Playing the Obstacle

When I was in acting school (yes, I was in acting school, see my bio) one of my teachers had an expression: playing the obstacle. When studying for a role, one of an actor’s most important jobs is to determine the character’s overall objective: What’s my motivation? The plot of any play or movie typically centers around how the character overcomes obstacles to achieve that objective.

What my teacher had noticed was a tendancy of young actors to focus too much on the obstacles themselves, attempting to build characters out of what they can’t do rather than what they want to do.

I think there’s a similar tendency in programmers. We start out with a clear objective, but when we encounter an obstacle to that objective we obsess over it. How many times has a programmer said, “I wanted to do X, but I couldn’t because Y got in the way,” followed by a 10-minute rant about how much language / framework / library / tool Y sucks? That’s playing the obstacle.

If you’re lucky enough to make software that real people (not programmers) actually use, then Y is irrelevant. No one cares how many ugly hacks you had to put in to make Y do something it wasn’t quite designed to do. All that matters is X.

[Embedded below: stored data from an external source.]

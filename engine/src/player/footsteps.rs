//! Footstep timing.

use glam::Vec2;
use serde::{Deserialize, Serialize};

use super::pose::PoseState;
use crate::events::{ControllerEvent, EventQueue};
use crate::physics::SurfaceTag;

/// Seconds of full-speed movement between steps, per pose.
#[derive(Debug, Clone, Copy, PartialEq, Serialize, Deserialize)]
#[serde(default)]
pub struct FootstepConfig {
    pub standing: f32,
    pub sprinting: f32,
    pub crouching: f32,
    pub proning: f32,
    pub custom: f32,
}

impl Default for FootstepConfig {
    fn default() -> Self {
        Self {
            standing: 0.5,
            sprinting: 0.3,
            crouching: 0.7,
            proning: 1.0,
            custom: 0.5,
        }
    }
}

impl FootstepConfig {
    pub fn interval(&self, state: PoseState) -> f32 {
        match state {
            PoseState::Standing => self.standing,
            PoseState::Sprinting => self.sprinting,
            PoseState::Crouching => self.crouching,
            PoseState::Proning => self.proning,
            PoseState::Custom => self.custom,
        }
    }
}

/// What the audio side needs to pick a footstep clip.
#[derive(Debug, Clone, Copy, PartialEq, Eq)]
pub struct FootstepCue {
    pub state: PoseState,
    pub surface: Option<SurfaceTag>,
}

#[derive(Debug, Clone, Default)]
pub struct FootstepTimer {
    config: FootstepConfig,
    elapsed: f32,
}

impl FootstepTimer {
    pub fn new(config: FootstepConfig) -> Self {
        Self { config, elapsed: 0.0 }
    }

    pub fn config(&self) -> &FootstepConfig {
        &self.config
    }

    pub fn elapsed(&self) -> f32 {
        self.elapsed
    }

    /// Advance by `clamp01(|speed|) * dt`; idle or airborne frames reset.
    pub fn process(
        &mut self,
        speed: Vec2,
        grounded: bool,
        state: PoseState,
        surface: Option<SurfaceTag>,
        dt: f32,
        events: &mut EventQueue,
    ) -> Option<FootstepCue> {
        let step = speed.length().clamp(0.0, 1.0) * dt.max(0.0);

        if step == 0.0 || !grounded {
            self.elapsed = 0.0;
            return None;
        }
        self.elapsed += step;

        if self.elapsed < self.config.interval(state) {
            return None;
        }
        self.elapsed = 0.0;

        let cue = FootstepCue { state, surface };
        events.push(ControllerEvent::Footstep(cue));
        Some(cue)
    }
}

#[cfg(test)]
mod tests {
    use super::*;

    #[test]
    fn test_steps_at_interval() {
        let mut timer = FootstepTimer::default();
        let mut events = EventQueue::new();
        let grass = Some(SurfaceTag(1));

        let mut steps = 0;
        for _ in 0..120 {
            if timer
                .process(Vec2::new(0.0, 3.5), true, PoseState::Standing, grass, 0.01, &mut events)
                .is_some()
            {
                steps += 1;
            }
        }
        // 1.2 seconds of walking at 0.5 s per step
        assert_eq!(steps, 2);
        assert_eq!(
            events.iter().next(),
            Some(&ControllerEvent::Footstep(FootstepCue {
                state: PoseState::Standing,
                surface: grass
            }))
        );
    }

    #[test]
    fn test_slow_movement_stretches_steps() {
        let mut timer = FootstepTimer::default();
        let mut events = EventQueue::new();
        for _ in 0..40 {
            timer.process(Vec2::new(0.0, 0.5), true, PoseState::Standing, None, 0.01, &mut events);
        }
        assert!(events.is_empty());
        assert!((timer.elapsed() - 0.2).abs() < 1e-4);
    }

    #[test]
    fn test_airborne_resets() {
        let mut timer = FootstepTimer::default();
        let mut events = EventQueue::new();
        timer.process(Vec2::Y, true, PoseState::Standing, None, 0.3, &mut events);
        timer.process(Vec2::Y, false, PoseState::Standing, None, 0.3, &mut events);
        assert_eq!(timer.elapsed(), 0.0);
        assert!(events.is_empty());
    }
}
//! Player Module
//!
//! The character controller and its stages.
//!
//! # Components
//!
//! - [`FirstPersonController`] - Runs the per-frame pipeline and owns all state
//! - [`Traverser`] - Pose blending with the overhead veto
//!   - [`StateRegistry`] maps each [`PoseState`] to its [`PoseStateData`]
//! - [`StatesModule`] - Sprint/crouch/prone requests from input
//! - [`JumpController`] - Jump count, decaying power, platform push-down
//! - [`VelocitySolver`] - Ground and air velocity
//! - [`LookController`] - Body yaw and camera pitch
//! - [`FootstepTimer`] - Footstep cues while walking
//! - [`Constraints`] - What the player may currently do

pub mod constraints;
pub mod controller;
pub mod footsteps;
pub mod jump;
pub mod look;
pub mod movement;
pub mod pose;
pub mod states;
pub mod traverser;

pub use constraints::Constraints;
pub use controller::{FirstPersonController, FrameOutput, MAX_STEP};
pub use footsteps::{FootstepConfig, FootstepCue, FootstepTimer};
pub use jump::{JumpConfig, JumpController, JumpPhase};
pub use look::{LookConfig, LookController};
pub use movement::{MovementConfig, MovementFrame, MovementMode, SpeedData, VelocitySolver};
pub use pose::{PoseState, PoseStateData, StateRegistry};
pub use states::{ButtonInputMode, PoseIntents, StatesModule};
pub use traverser::{CameraMounts, OverheadCheck, Traverser, TraverserConfig};
//! # Marshaler-Aware Leaf Resolver
//!
//! Types with their own `Serialize` impl may put something on the wire that
//! looks nothing like their fields. Rather than walking those fields, the
//! resolver serializes a live value and classifies the output.
//!
//! Classification sniffs the serialized text by its leading and trailing
//! characters. It is an approximation, not a parser: an array whose first
//! element is negative (`[-1,2]`) is reported as an array of unknown items.

use crate::schema::node::{Format, Node};
use serde::{Deserialize, Deserializer, Serialize, Serializer};
use tracing::trace;

/// The literal a serializer emits for an absent value.
const NULL: &str = "null";

/// Types described by sampling their serialized form.
pub trait Marshal: Serialize {
    /// A representative value, usually the zero value.
    fn sample() -> Self
    where
        Self: Sized;

    /// Switches the value into its "present" state.
    ///
    /// Returns `false` when the type has no validity flag to flip.
    fn set_valid(&mut self) -> bool {
        false
    }
}

/// Classifies a live value by its serialized output.
///
/// `None` stands for a nil reference and yields an `any` node, as does a
/// failed serialization. A `null` payload from a type with a validity flag is
/// re-sampled with the flag set and reported as a pointer to that shape.
pub fn resolve<T: Marshal>(value: Option<&mut T>) -> Node {
    let any = || Node::of::<T>(Format::Any);

    let Some(value) = value else {
        return any();
    };
    let Ok(mut payload) = serde_json::to_string(&*value) else {
        return any();
    };

    let nullable = payload == NULL && value.set_valid();
    if nullable {
        match serde_json::to_string(&*value) {
            Ok(present) => payload = present,
            Err(_) => return any(),
        }
    }

    let (format, children) = sniff(&payload);
    trace!(ty = std::any::type_name::<T>(), payload = %payload, format = %format, "schema.leaf.sniffed");
    let shape = Node {
        children,
        ..Node::of::<T>(format)
    };

    if nullable {
        Node {
            children: vec![shape],
            ..Node::of::<T>(Format::Pointer)
        }
    } else {
        shape
    }
}

fn sniff(payload: &str) -> (Format, Vec<Node>) {
    if payload.starts_with('"') && payload.ends_with('"') {
        return (Format::String, Vec::new());
    }
    if payload.chars().all(|c| c.is_ascii_digit()) {
        return (Format::Number, Vec::new());
    }
    if payload.starts_with('[') && payload.ends_with(']') {
        let element = guess_element(payload)
            .map(|format| Node::leaf("", format.to_string(), format))
            .into_iter()
            .collect();
        return (Format::Array, element);
    }
    (Format::Any, Vec::new())
}

/// Later matches win, mirroring how a payload such as `[[1],{"a":1}]` would
/// be read from either end.
fn guess_element(payload: &str) -> Option<Format> {
    let mut guess = None;
    if payload.starts_with("[true") || payload.starts_with("[false") {
        guess = Some(Format::Boolean);
    }
    if payload.starts_with("[{") || payload.ends_with("}]") {
        guess = Some(Format::Object);
    }
    if payload.starts_with("[\"") || payload.ends_with("\"]") {
        guess = Some(Format::String);
    }
    if payload.starts_with("[[") || payload.ends_with("]]") {
        guess = Some(Format::Array);
    }
    let interior = payload
        .get(1..payload.len().saturating_sub(1))
        .unwrap_or_default();
    if !interior.is_empty() && interior.chars().all(|c| c.is_ascii_digit() || c == ',') {
        guess = Some(Format::Number);
    }
    guess
}

/// A null-capable wrapper: serializes as `null` unless `valid` is set.
#[derive(Debug, Clone, Default, PartialEq, Eq)]
pub struct Nullable<T> {
    /// The wrapped value, meaningful only when `valid`.
    pub value: T,
    /// Whether `value` is present.
    pub valid: bool,
}

impl<T> Nullable<T> {
    /// A present value.
    pub fn new(value: T) -> Self {
        Self { value, valid: true }
    }

    /// The value when present.
    pub fn as_option(&self) -> Option<&T> {
        self.valid.then_some(&self.value)
    }
}

impl<T: Serialize> Serialize for Nullable<T> {
    fn serialize<S>(&self, serializer: S) -> Result<S::Ok, S::Error>
    where
        S: Serializer,
    {
        if self.valid {
            self.value.serialize(serializer)
        } else {
            serializer.serialize_none()
        }
    }
}

impl<'de, T> Deserialize<'de> for Nullable<T>
where
    T: Deserialize<'de> + Default,
{
    fn deserialize<D>(deserializer: D) -> Result<Self, D::Error>
    where
        D: Deserializer<'de>,
    {
        Ok(match Option::<T>::deserialize(deserializer)? {
            Some(value) => Self::new(value),
            None => Self::default(),
        })
    }
}

impl<T: Serialize + Default> Marshal for Nullable<T> {
    fn sample() -> Self {
        Self::default()
    }

    fn set_valid(&mut self) -> bool {
        self.valid = true;
        true
    }
}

One Reply to “Playing the Obstacle”

  1. I have slightly different take. I see a problem like this, obsess about it, grinding away at a barbaric hack to get around it. Usually, when I have to presence of mind to do so, a better solution is to step back and approach the wider goal in a different way, more in tune with the tools I’m using. The hard part, for me, is stopping churning out coding long enough to figure that out.